The chart above summarizes the environmental votes of members of the House of Representatives in the 112th Congress. Specifically, the x-axis is the score on environmental votes according to the League of Conservation Voters (LCV). The red curve then shows the percentage (on the y-axis) of all Republican representatives who reached that score (on the x-axis) or less. The blue curve shows the percentage of all Democratic representatives who had at least that score.
For the purposes of this post, I take the LCV score as a reasonable proxy for overall commitment to the environment by legislators - readers are invited to critique it in comments. The conclusions from the data are perhaps unsurprising:
- Democrats tend to be pro-environment and Republicans tend to be anti-environment.
- The House of Representatives is extremely polarized with the median Democrat having around a 90% LCV score, while the median Republican has around a 10% score.
- There is a small cross-over, with a small minority of Republicans having half-decent scores (up to Christopher Smith of New Jersey with a 60% score). Likewise there are a minority of Democrats with poor scores (down to Jane Harman of California with an 11% score).
- The Republicans are more tightly clustered than the Democrats. The Republican average is 11% with a standard deviation of 9% while the Democrat average is 87% (a little further from the extreme end) with a standard deviation of 17% (almost twice as large as the Republican spread).
3 comments:
To my mind, this is another artifact of the pervasive use of the filibuster in the Senate. When pols, even in the House, know for a fact that the bill, or amendment, in question will never pass, it makes it easier for them to cast votes on the extremes (by which I do mean the high LOCV rating makes one extreme). I suspect that GOPers would probably be just as bad regardless, but that Dems would likely fair worse if they were casting votes for actual policy changes.
My guess is that similar graphs constructed from a lot of other Congressional issue ratings would have a very similar shape (with some of the x-axes reversed).
The political challenge is to get the topic of climate change (or some suitably renamed proxy issue) out of the partisan sniping zone.
One potential vehicle for this would be a VAT -- for example observe Bruce Bartlett's account of his own evolution on this issue here.

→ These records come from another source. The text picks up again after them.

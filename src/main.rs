mod client;
mod config;
mod controller;
mod dates;
mod error;
mod filters;
mod models;
mod render;
mod schema;
mod tui;

use anyhow::{anyhow, Context, Result};
use clap::{Parser, Subcommand};
use client::ApiClient;
use config::Config;
use dates::DateFormatter;
use filters::{build_query, FilterState, MultiSelect, StatusFilter};
use models::{Field, Status};
use render::{TableBody, TableRenderer, TableView};
use schema::ColumnSchema;
use std::path::PathBuf;
use std::sync::Mutex;
use tracing_subscriber::EnvFilter;

#[derive(Parser)]
#[command(name = "triage")]
#[command(about = "Job listing triage - filter, review, and track saved postings")]
struct Cli {
    /// Path to the config file
    #[arg(long, global = true)]
    config: Option<PathBuf>,

    /// Backend base URL (overrides the config file)
    #[arg(long, global = true)]
    base_url: Option<String>,

    #[command(subcommand)]
    command: Option<Commands>,
}

#[derive(Subcommand)]
enum Commands {
    /// Open the interactive dashboard (default)
    Browse,

    /// Fetch the job list once and print it
    List {
        /// Filter by status (all, viewed, new, shortlisted, longlisted, applied, archived)
        #[arg(short, long)]
        status: Option<String>,

        /// German fluency values to include (repeatable)
        #[arg(short, long)]
        german: Vec<String>,

        /// Seniority values to include (repeatable)
        #[arg(long)]
        seniority: Vec<String>,

        /// Search text
        #[arg(short, long)]
        query: Option<String>,

        /// Only jobs saved within this many days
        #[arg(short, long)]
        days: Option<u32>,

        /// Ask the backend to rebuild its cache first
        #[arg(long)]
        refresh: bool,
    },

    /// Change the status of a job
    SetStatus {
        /// Job filename as reported by the backend
        filename: String,

        /// New status
        status: Status,
    },

    /// Show the effective configuration
    Config {
        /// Write it to the config file
        #[arg(long)]
        write: bool,
    },
}

/// Columns printed by `list`.
const LIST_FIELDS: &[Field] = &[
    Field::Status,
    Field::JobTitle,
    Field::Company,
    Field::Location,
    Field::LastModTime,
];

fn main() -> Result<()> {
    let cli = Cli::parse();
    let command = cli.command.unwrap_or(Commands::Browse);
    init_logging(matches!(command, Commands::Browse))?;

    let config_path = cli.config.unwrap_or_else(config::default_config_path);
    let mut config = Config::load(&config_path)?;
    if let Some(base_url) = cli.base_url {
        config.server.base_url = base_url;
    }

    match command {
        Commands::Browse => {
            let api = ApiClient::new(&config.server.base_url, config.timeout())?;
            tui::run_dashboard(&config, api)?;
        }

        Commands::List {
            status,
            german,
            seniority,
            query,
            days,
            refresh,
        } => {
            let api = ApiClient::new(&config.server.base_url, config.timeout())?;
            let renderer = TableRenderer::new(
                ColumnSchema::default(),
                DateFormatter::new(config.display_zone()?),
                api.base_url().clone(),
            );

            let mut filters = FilterState::default();
            if let Some(status) = status {
                filters.status = StatusFilter::parse(&status)
                    .ok_or_else(|| anyhow!("Unknown status: {}", status))?;
            }
            filters.german = MultiSelect::from_values(german);
            filters.seniority = MultiSelect::from_values(seniority);
            filters.query = query.unwrap_or_default();
            filters.days_since_saved = days;
            if refresh {
                filters.request_cache_refresh();
            }

            let url = api.jobs_url(&build_query(&filters.take_snapshot()))?;
            let runtime = tokio::runtime::Runtime::new()?;
            match runtime.block_on(api.fetch_jobs(url.as_str())) {
                Ok(jobs) => print_view(&renderer.render(&jobs), renderer.schema()),
                Err(e) => {
                    print_view(&renderer.failed(), renderer.schema());
                    return Err(anyhow!(e).context("Failed to fetch jobs"));
                }
            }
        }

        Commands::SetStatus { filename, status } => {
            let api = ApiClient::new(&config.server.base_url, config.timeout())?;
            let runtime = tokio::runtime::Runtime::new()?;
            runtime
                .block_on(api.update_status(&filename, status))
                .context(controller::UPDATE_FAILED_ALERT)?;
            println!("Marked {} as {}", filename, status.label());
        }

        Commands::Config { write } => {
            if write {
                config.save(&config_path)?;
                println!("Config written to {}", config_path.display());
            } else {
                println!("# {}", config_path.display());
                print!("{}", toml::to_string_pretty(&config)?);
            }
        }
    }

    Ok(())
}

/// The dashboard owns the terminal, so its logs go to a file.
fn init_logging(to_file: bool) -> Result<()> {
    if to_file {
        let path = config::default_log_path();
        if let Some(parent) = path.parent() {
            std::fs::create_dir_all(parent)?;
        }
        let file = std::fs::OpenOptions::new()
            .create(true)
            .append(true)
            .open(&path)
            .with_context(|| format!("Failed to open log file: {}", path.display()))?;
        tracing_subscriber::fmt()
            .with_env_filter(
                EnvFilter::try_from_default_env().unwrap_or_else(|_| EnvFilter::new("info")),
            )
            .with_writer(Mutex::new(file))
            .with_ansi(false)
            .init();
    } else {
        tracing_subscriber::fmt()
            .with_env_filter(
                EnvFilter::try_from_default_env().unwrap_or_else(|_| EnvFilter::new("warn")),
            )
            .with_writer(std::io::stderr)
            .init();
    }
    Ok(())
}

fn print_view(view: &TableView, schema: &ColumnSchema) {
    let picked: Vec<(usize, usize)> = schema
        .columns()
        .iter()
        .enumerate()
        .filter(|(_, col)| col.data_key.is_some_and(|k| LIST_FIELDS.contains(&k)))
        .map(|(i, col)| (i, (col.width as usize).min(30)))
        .collect();

    let header: Vec<String> = picked
        .iter()
        .map(|&(i, width)| format!("{:<width$}", view.header[i].to_uppercase(), width = width))
        .collect();
    println!("{} FILE", header.join(" "));
    let total: usize = picked.iter().map(|(_, w)| w + 1).sum::<usize>() + 4;
    println!("{}", "-".repeat(total));

    match &view.body {
        TableBody::Placeholder { text, .. } => println!("{}", text),
        TableBody::Rows(rows) => {
            for row in rows {
                let cells: Vec<String> = picked
                    .iter()
                    .map(|&(i, width)| {
                        let text = row.cells.get(i).map(|c| c.display_text()).unwrap_or_default();
                        format!("{:<width$}", truncate(&text, width.saturating_sub(2)), width = width)
                    })
                    .collect();
                println!("{} {}", cells.join(" "), row.filename);
            }
        }
    }

    if !view.caption.is_empty() {
        println!("\n{}", view.caption);
    }
}

fn truncate(s: &str, max: usize) -> String {
    if s.chars().count() <= max {
        s.to_string()
    } else {
        let kept: String = s.chars().take(max.saturating_sub(3)).collect();
        format!("{}...", kept)
    }
}

#[cfg(test)]
mod tests {
    use super::*;

    #[test]
    fn test_truncate_counts_chars() {
        assert_eq!(truncate("Backend", 10), "Backend");
        assert_eq!(truncate("Softwareentwickler München", 12), "Softwaree...");
        assert_eq!(truncate("äöüäöü", 5), "äö...");
    }

    #[test]
    fn test_cli_parses_list_filters() {
        let cli = Cli::parse_from([
            "triage", "list", "-s", "new", "-g", "yes", "-g", "no", "--seniority", "senior", "-d", "7",
        ]);
        let Some(Commands::List { status, german, seniority, days, refresh, .. }) = cli.command else {
            panic!("expected list");
        };
        assert_eq!(status.as_deref(), Some("new"));
        assert_eq!(german, ["yes", "no"]);
        assert_eq!(seniority, ["senior"]);
        assert_eq!(days, Some(7));
        assert!(!refresh);
    }

    #[test]
    fn test_cli_parses_status_case_insensitively() {
        let cli = Cli::parse_from(["triage", "set-status", "a.html", "Shortlisted"]);
        assert!(matches!(
            cli.command,
            Some(Commands::SetStatus { status: Status::Shortlisted, .. })
        ));
        assert!(Cli::try_parse_from(["triage", "set-status", "a.html", "maybe"]).is_err());
    }

    #[test]
    fn test_default_command_is_browse() {
        let cli = Cli::parse_from(["triage", "--base-url", "http://jobs.lan"]);
        assert!(cli.command.is_none());
        assert_eq!(cli.base_url.as_deref(), Some("http://jobs.lan"));
    }
}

How is the VAT a potential proxy for climate change? Because the fine print could be engineered to target carbon intensive 'value adds' a bit extra. Or not. It's quite possible that a consumption-based tax would almost automatically function as a bit of a carbon tax. But one could tinker a bit with incidence over time to make it more of one. (And of course the regressive tendency of the tax could be addressed via rebating.)
jhm,
I suspect the reality is just the opposite of what you stated. The GOP (which controls the house) is passing bills that they know will never get past the senate or the president. But they can say to their constituents (and their financial backers) that they are trying to cut the budget and deregulate industry and all the other things they've promised. And it gives them something to give back in real budget negotiations, if those ever happen.